So richtig entspannen kann man sich auf dieser Sightseeingtour nicht. Auch die Bedürfnisse des Bildungsreisenden werden kaum gestillt. Trotzdem behauptet René Seindal weiterhin felsenfest, dass die Lagunenstadt ein Traumziel sei. „Überreich an Kunstschätzen“, sagt er, „und wunderbar, ja geradezu märchenhaft schön.“ Dem Urteil des 42-jährigen Historikers aus Kopenhagen schließt sich wohl jeder gerne an.

Doch wo wir uns gerade befinden, ist es marginal romantisch.

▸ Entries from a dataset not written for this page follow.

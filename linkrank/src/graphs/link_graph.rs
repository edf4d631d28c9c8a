/*
 * SPDX-FileCopyrightText: 2026 The linkrank authors
 *
 * SPDX-License-Identifier: Apache-2.0 OR LGPL-2.1-or-later
 */

use std::collections::HashMap;
use std::fmt::Debug;
use std::hash::Hash;
use thiserror::Error;

/// Errors signaling a violation of the integrity of a [`LinkGraph`].
#[derive(Error, Debug, Clone, PartialEq, Eq)]
pub enum GraphError {
    /// A node was looked up that is not part of the graph.
    #[error("Unknown node {0}")]
    UnknownNode(String),
    /// A link points to a node that is not part of the graph.
    #[error("Node {from} links to unknown node {target}")]
    UnknownTarget { from: String, target: String },
}

/// An immutable directed graph of hyperlinked pages.
///
/// Each node is identified by a value of type `N` (e.g., a document name)
/// and has a set of out-links towards other nodes of the graph. Internally,
/// nodes are interned to dense indices `0..n` following the order in which
/// they first appear as sources during construction, and successor lists
/// are sorted and without duplicates. If you need reproducible indices
/// (and thus reproducible seeded walks), build the graph from an ordered
/// source, such as a slice or a [`BTreeMap`](std::collections::BTreeMap).
///
/// Self-links are dropped during construction, and every link must point to
/// a node that appears as a source: a node with an empty set of out-links
/// is _dangling_.
///
/// # Examples
///
/// ```
/// use linkrank::graphs::link_graph::LinkGraph;
///
/// let g = LinkGraph::from_links([
///     ("a", vec!["b"]),
///     ("b", vec!["a", "c"]),
///     ("c", vec![]),
/// ])?;
///
/// assert_eq!(g.num_nodes(), 3);
/// assert_eq!(g.num_arcs(), 3);
/// assert!(g.is_dangling(g.index_of(&"c").unwrap()));
/// # Ok::<(), linkrank::graphs::link_graph::GraphError>(())
/// ```
#[derive(Clone, Debug, PartialEq, Eq)]
pub struct LinkGraph<N: Eq + Hash> {
    /// The node identifiers, in index order.
    nodes: Vec<N>,
    /// The inverse of `nodes`.
    index: HashMap<N, usize>,
    /// For each node, its sorted list of successors.
    succ: Vec<Box<[usize]>>,
    /// The number of arcs in the graph.
    number_of_arcs: u64,
}

impl<N: Eq + Hash> Default for LinkGraph<N> {
    fn default() -> Self {
        Self {
            nodes: vec![],
            index: HashMap::new(),
            succ: vec![],
            number_of_arcs: 0,
        }
    }
}

impl<N: Eq + Hash + Clone + Debug> LinkGraph<N> {
    /// Creates a graph from an [`IntoIterator`] of pairs made of a node and
    /// the nodes it links to.
    ///
    /// A node appearing more than once as a source gets the union of its
    /// out-links; duplicate links and self-links are dropped.
    ///
    /// # Errors
    ///
    /// Returns [`GraphError::UnknownTarget`] if a link points to a node that
    /// never appears as a source.
    pub fn from_links<I, L>(links: I) -> Result<Self, GraphError>
    where
        I: IntoIterator<Item = (N, L)>,
        L: IntoIterator<Item = N>,
    {
        Self::build(links, false)
    }

    /// Creates a graph as [`from_links`](Self::from_links), but silently
    /// drops links towards nodes that never appear as a source.
    ///
    /// This is the behavior needed when the links have been extracted from
    /// documents that may reference pages outside the collection.
    pub fn from_links_lossy<I, L>(links: I) -> Self
    where
        I: IntoIterator<Item = (N, L)>,
        L: IntoIterator<Item = N>,
    {
        match Self::build(links, true) {
            Ok(graph) => graph,
            Err(_) => unreachable!("lossy construction never fails"),
        }
    }

    fn build<I, L>(links: I, lossy: bool) -> Result<Self, GraphError>
    where
        I: IntoIterator<Item = (N, L)>,
        L: IntoIterator<Item = N>,
    {
        let mut nodes = Vec::new();
        let mut index = HashMap::new();
        let mut pending: Vec<Vec<N>> = Vec::new();

        // First pass: intern sources, so that forward references resolve.
        for (source, targets) in links {
            let i = *index.entry(source.clone()).or_insert_with(|| {
                nodes.push(source);
                pending.push(vec![]);
                nodes.len() - 1
            });
            pending[i].extend(targets);
        }

        // Second pass: resolve targets.
        let mut succ = Vec::with_capacity(nodes.len());
        let mut number_of_arcs = 0;
        let mut dropped = 0_usize;
        for (i, targets) in pending.into_iter().enumerate() {
            let mut s = Vec::with_capacity(targets.len());
            for target in targets {
                match index.get(&target) {
                    Some(&j) if j != i => s.push(j),
                    Some(_) => {}
                    None if lossy => dropped += 1,
                    None => {
                        return Err(GraphError::UnknownTarget {
                            from: format!("{:?}", nodes[i]),
                            target: format!("{:?}", target),
                        });
                    }
                }
            }
            s.sort_unstable();
            s.dedup();
            number_of_arcs += s.len() as u64;
            succ.push(s.into_boxed_slice());
        }

        if dropped != 0 {
            log::debug!("Dropped {} links towards unknown nodes", dropped);
        }

        Ok(Self {
            nodes,
            index,
            succ,
            number_of_arcs,
        })
    }

    /// Returns a copy of this graph in which `node` has no out-links.
    ///
    /// # Errors
    ///
    /// Returns [`GraphError::UnknownNode`] if `node` is not in the graph.
    pub fn without_links(&self, node: &N) -> Result<Self, GraphError> {
        let i = self.try_index_of(node)?;
        let mut graph = self.clone();
        graph.number_of_arcs -= graph.succ[i].len() as u64;
        graph.succ[i] = Box::default();
        Ok(graph)
    }

    /// Returns the index of `node`, or [`GraphError::UnknownNode`] if the
    /// node is not in the graph.
    pub fn try_index_of(&self, node: &N) -> Result<usize, GraphError> {
        self.index_of(node)
            .ok_or_else(|| GraphError::UnknownNode(format!("{:?}", node)))
    }

    /// Returns an iterator over the identifiers of the nodes `node` links to.
    ///
    /// # Errors
    ///
    /// Returns [`GraphError::UnknownNode`] if `node` is not in the graph.
    pub fn links(&self, node: &N) -> Result<impl Iterator<Item = &N> + '_, GraphError> {
        let i = self.try_index_of(node)?;
        Ok(self.succ[i].iter().map(|&j| &self.nodes[j]))
    }
}

impl<N: Eq + Hash> LinkGraph<N> {
    /// Returns the number of nodes.
    #[inline(always)]
    pub fn num_nodes(&self) -> usize {
        self.nodes.len()
    }

    /// Returns the number of arcs.
    #[inline(always)]
    pub fn num_arcs(&self) -> u64 {
        self.number_of_arcs
    }

    /// Returns whether the graph has no nodes.
    #[inline(always)]
    pub fn is_empty(&self) -> bool {
        self.nodes.is_empty()
    }

    /// Returns the identifier of the node with the given index.
    ///
    /// # Panics
    ///
    /// Panics if `index` is not smaller than the number of nodes.
    #[inline(always)]
    pub fn node(&self, index: usize) -> &N {
        &self.nodes[index]
    }

    /// Returns the index of `node`, if it belongs to the graph.
    #[inline(always)]
    pub fn index_of(&self, node: &N) -> Option<usize> {
        self.index.get(node).copied()
    }

    /// Returns the identifiers of all nodes, in index order.
    pub fn nodes(&self) -> impl ExactSizeIterator<Item = &N> + '_ {
        self.nodes.iter()
    }

    /// Returns the sorted successors of the node with the given index.
    #[inline(always)]
    pub fn successors(&self, index: usize) -> &[usize] {
        &self.succ[index]
    }

    /// Returns the number of out-links of the node with the given index.
    #[inline(always)]
    pub fn outdegree(&self, index: usize) -> usize {
        self.succ[index].len()
    }

    /// Returns whether the node with the given index has no out-links.
    #[inline(always)]
    pub fn is_dangling(&self, index: usize) -> bool {
        self.succ[index].is_empty()
    }

    /// Returns the number of dangling nodes.
    pub fn num_dangling(&self) -> usize {
        self.succ.iter().filter(|s| s.is_empty()).count()
    }

    /// Returns an iterator over pairs made of a node index and its
    /// successors.
    pub fn iter(&self) -> impl ExactSizeIterator<Item = (usize, &[usize])> + '_ {
        self.succ.iter().enumerate().map(|(i, s)| (i, &**s))
    }
}
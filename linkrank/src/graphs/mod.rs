/*
 * SPDX-FileCopyrightText: 2026 The linkrank authors
 *
 * SPDX-License-Identifier: Apache-2.0 OR LGPL-2.1-or-later
 */

//! Graph representations consumed by the ranking algorithms.

pub mod link_graph;

pub mod prelude {
    pub use super::link_graph::*;
}
/*
 * SPDX-FileCopyrightText: 2026 The linkrank authors
 *
 * SPDX-License-Identifier: Apache-2.0 OR LGPL-2.1-or-later
 */

#![doc = include_str!("../README.md")]
#![deny(unstable_features)]
#![deny(trivial_casts)]
#![deny(unconditional_recursion)]
#![deny(clippy::empty_loop)]
#![deny(unreachable_code)]
#![deny(unreachable_pub)]
#![deny(unreachable_patterns)]
#![deny(unused_macro_rules)]
#![deny(unused_doc_comments)]

pub mod graphs;
pub mod rank;

/// Prelude module to import everything from this crate.
pub mod prelude {
    pub use crate::graphs::link_graph::{GraphError, LinkGraph};
    pub use crate::rank::config::{ConfigError, RankConfig};
    pub use crate::rank::iterative::{IterativeRank, preds};
    pub use crate::rank::sampling::SampledRank;
    pub use crate::rank::transition::TransitionModel;
    pub use crate::rank::RankError;
}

Wir dümpeln im Canale di San Nicolo am Lido von Venedig. Modergeruch umfängt uns, an der steilen Ufermauer kleben Styroporreste und ein ausgelatschter, wettergebleichter Turnschuh. Gegenüber liegt Sant' Erasmo, ein grünes, vier Kilometer langes Eiland, auf dem die Locals auf klapprigen Fahrrädern und in Gummistiefeln in ihren Gemüsegärten nach dem Rechten sehen. Weiter links, hinter San Servolo, wo früher eine psychiatrische Anstalt stand und heute die Venice International University ihren Sitz hat, schimmern die Kupferdächer der Giudecca im dunstigen Blau.

René hatte uns ein vier Meter langes Tourenkajak aus Kunststoff und ein federleichtes Karbonpaddel überantwortet. „Damit ihr nicht so schnell ermüdet.“ Außerdem Spritzdecke und Schwimmweste. Vorkenntnisse verlangt er keine, nur ein wenig Vorsicht. Über eine Art Hühnerleiter klettern wir in die moosgrüne Fahrrinne hinunter. „Die Vorrichtung“, grinst der Guide, „könnte ein wenig bequemer sein. Sie ist noch ziemlich primitiv.“ Okay, verstanden – wir gehören zu Renés ersten Kunden.

Geheimnisvoller Kosmos

In Dänemark werkte Seindal nach dem Studium bei einer großen Computerfirma. Seit dem vorigen Sommer, als er im Urlaub mit einem kanubegeisterten Freund die Lagune erkundete, bietet der 42-Jährige rund um Venedig geführte Kajaktouren an. „In diesem geheimnisvollen Kosmos, der permanent neu entsteht, gibt es für mich noch viel zu entdecken“, sagt der Däne, der mit seinem struppigen Zweiwochenbart und den Holzfällerschultern schwer in einem klimatisierten Büro vorstellbar ist. Seindal schaltet das GPS-Gerät ein, das er mit Klettverschluss vorne über einem wasserdichten Beutel für die Dokumente befestigt hat. Dann paddelt er mit sparsamen, konzentrierten Schlägen los. Seine Kunden folgen ihm in kurzen Abständen, stets darauf bedacht, hart hinter der Bugwelle des Vordermanns zu bleiben. Unser Ziel ist die verlassene Insel Sant' Ariano. Das Wasser des Canale di San Nicolo ist ruhig, wir haben bald unseren Rhythmus gefunden und können jetzt auch die vielen Bauwerke entlang der Wasserstraße beachten, auf die uns der Kanuführer aufmerksam macht.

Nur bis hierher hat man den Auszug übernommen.